◆ Information provided:

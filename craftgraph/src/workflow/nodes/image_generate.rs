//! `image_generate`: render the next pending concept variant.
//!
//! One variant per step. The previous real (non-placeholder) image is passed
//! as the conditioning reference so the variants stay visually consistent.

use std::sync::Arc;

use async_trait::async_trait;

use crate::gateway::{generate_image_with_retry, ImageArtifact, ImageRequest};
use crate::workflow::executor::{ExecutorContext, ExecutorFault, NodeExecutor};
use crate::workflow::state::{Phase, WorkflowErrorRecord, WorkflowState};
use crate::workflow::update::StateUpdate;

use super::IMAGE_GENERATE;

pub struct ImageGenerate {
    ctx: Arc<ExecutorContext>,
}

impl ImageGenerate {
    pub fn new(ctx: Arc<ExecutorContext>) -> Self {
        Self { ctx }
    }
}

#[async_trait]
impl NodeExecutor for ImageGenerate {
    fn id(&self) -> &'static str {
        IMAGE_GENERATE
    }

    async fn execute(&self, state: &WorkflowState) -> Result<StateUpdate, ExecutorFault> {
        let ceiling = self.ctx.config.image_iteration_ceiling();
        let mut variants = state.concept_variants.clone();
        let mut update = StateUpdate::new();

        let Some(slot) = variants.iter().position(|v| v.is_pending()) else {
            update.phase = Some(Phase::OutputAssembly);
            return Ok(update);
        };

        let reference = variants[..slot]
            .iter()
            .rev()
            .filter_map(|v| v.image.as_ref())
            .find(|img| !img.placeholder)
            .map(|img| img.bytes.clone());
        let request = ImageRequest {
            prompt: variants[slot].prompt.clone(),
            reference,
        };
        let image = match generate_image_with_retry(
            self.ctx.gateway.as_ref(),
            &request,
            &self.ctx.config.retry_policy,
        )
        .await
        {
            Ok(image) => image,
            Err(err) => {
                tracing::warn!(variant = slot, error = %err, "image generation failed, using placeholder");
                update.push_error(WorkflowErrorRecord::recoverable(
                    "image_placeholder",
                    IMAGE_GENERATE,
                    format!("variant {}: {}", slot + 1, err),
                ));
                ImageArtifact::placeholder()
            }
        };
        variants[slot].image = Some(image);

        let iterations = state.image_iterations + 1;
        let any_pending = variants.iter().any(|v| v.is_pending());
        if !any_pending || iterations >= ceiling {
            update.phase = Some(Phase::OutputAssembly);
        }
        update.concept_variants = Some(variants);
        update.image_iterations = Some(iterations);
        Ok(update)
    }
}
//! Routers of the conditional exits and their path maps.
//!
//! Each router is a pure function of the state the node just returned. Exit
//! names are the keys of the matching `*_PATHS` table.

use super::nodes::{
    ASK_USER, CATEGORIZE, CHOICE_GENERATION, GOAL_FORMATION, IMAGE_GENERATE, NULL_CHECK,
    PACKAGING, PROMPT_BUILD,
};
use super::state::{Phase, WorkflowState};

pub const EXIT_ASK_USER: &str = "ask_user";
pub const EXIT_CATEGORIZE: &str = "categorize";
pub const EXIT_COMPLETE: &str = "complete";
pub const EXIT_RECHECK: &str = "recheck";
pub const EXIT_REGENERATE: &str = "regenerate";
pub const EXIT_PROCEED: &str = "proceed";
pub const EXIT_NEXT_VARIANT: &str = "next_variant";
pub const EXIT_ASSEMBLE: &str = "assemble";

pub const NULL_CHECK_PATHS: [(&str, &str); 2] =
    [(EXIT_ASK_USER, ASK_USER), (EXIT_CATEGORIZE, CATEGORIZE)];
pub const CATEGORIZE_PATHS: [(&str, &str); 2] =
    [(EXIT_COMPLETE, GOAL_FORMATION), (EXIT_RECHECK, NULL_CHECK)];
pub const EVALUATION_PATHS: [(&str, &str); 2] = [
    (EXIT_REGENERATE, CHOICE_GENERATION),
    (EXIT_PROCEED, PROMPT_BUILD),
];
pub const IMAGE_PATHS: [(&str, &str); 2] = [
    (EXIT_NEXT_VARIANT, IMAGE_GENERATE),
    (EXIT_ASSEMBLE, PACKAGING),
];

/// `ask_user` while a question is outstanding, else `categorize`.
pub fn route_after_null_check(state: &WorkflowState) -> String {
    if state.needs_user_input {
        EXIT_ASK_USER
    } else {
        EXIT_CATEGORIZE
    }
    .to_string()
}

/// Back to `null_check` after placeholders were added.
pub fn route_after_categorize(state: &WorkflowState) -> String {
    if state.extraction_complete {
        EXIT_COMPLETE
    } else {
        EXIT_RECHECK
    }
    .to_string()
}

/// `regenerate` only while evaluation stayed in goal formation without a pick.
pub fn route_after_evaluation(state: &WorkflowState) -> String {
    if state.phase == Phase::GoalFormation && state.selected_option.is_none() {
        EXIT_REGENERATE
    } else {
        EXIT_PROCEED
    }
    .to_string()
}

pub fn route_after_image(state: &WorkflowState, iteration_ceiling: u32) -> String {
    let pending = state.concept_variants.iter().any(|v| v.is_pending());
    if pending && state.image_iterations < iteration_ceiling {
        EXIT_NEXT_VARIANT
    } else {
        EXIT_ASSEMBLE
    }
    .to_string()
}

---

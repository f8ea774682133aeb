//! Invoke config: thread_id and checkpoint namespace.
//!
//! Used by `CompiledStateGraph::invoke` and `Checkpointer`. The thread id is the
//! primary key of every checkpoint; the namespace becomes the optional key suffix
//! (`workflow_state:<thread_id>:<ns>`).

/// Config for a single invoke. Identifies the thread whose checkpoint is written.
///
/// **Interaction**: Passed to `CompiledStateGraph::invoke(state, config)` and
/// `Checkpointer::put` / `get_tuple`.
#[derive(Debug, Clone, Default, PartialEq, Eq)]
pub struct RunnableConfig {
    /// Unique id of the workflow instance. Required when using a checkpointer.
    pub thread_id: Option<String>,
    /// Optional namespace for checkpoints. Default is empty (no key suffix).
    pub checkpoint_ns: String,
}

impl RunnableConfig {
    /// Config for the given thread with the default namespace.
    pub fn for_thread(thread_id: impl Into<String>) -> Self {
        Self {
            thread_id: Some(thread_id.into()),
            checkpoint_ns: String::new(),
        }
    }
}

...

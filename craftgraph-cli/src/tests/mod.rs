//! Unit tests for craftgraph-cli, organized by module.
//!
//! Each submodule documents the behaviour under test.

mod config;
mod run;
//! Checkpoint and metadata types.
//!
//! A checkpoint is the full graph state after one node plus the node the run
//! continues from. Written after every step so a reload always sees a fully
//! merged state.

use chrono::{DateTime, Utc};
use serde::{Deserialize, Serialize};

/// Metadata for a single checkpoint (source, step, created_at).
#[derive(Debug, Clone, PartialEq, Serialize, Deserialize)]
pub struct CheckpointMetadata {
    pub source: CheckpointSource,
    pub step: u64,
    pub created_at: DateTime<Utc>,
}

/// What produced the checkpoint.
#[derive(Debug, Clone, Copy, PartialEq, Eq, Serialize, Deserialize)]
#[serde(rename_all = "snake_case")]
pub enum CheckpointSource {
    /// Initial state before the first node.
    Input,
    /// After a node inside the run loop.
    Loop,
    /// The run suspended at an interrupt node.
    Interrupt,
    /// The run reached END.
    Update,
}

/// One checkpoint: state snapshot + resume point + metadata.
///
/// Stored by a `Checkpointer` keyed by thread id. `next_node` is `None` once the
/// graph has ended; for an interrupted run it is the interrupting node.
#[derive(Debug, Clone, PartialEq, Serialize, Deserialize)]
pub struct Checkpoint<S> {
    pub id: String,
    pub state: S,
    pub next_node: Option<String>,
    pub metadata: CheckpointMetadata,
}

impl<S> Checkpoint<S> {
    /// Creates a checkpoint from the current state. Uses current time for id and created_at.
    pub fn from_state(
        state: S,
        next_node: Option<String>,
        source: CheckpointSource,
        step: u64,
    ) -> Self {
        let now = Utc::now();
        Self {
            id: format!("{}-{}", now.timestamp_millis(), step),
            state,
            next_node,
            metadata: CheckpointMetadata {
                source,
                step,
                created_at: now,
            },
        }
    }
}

◆ Task item: Your answer should be the lines above that contain the word "ImageRequest", copied out.

◆ Task answer:
use crate::gateway::{generate_image_with_retry, ImageArtifact, ImageRequest};
        let request = ImageRequest {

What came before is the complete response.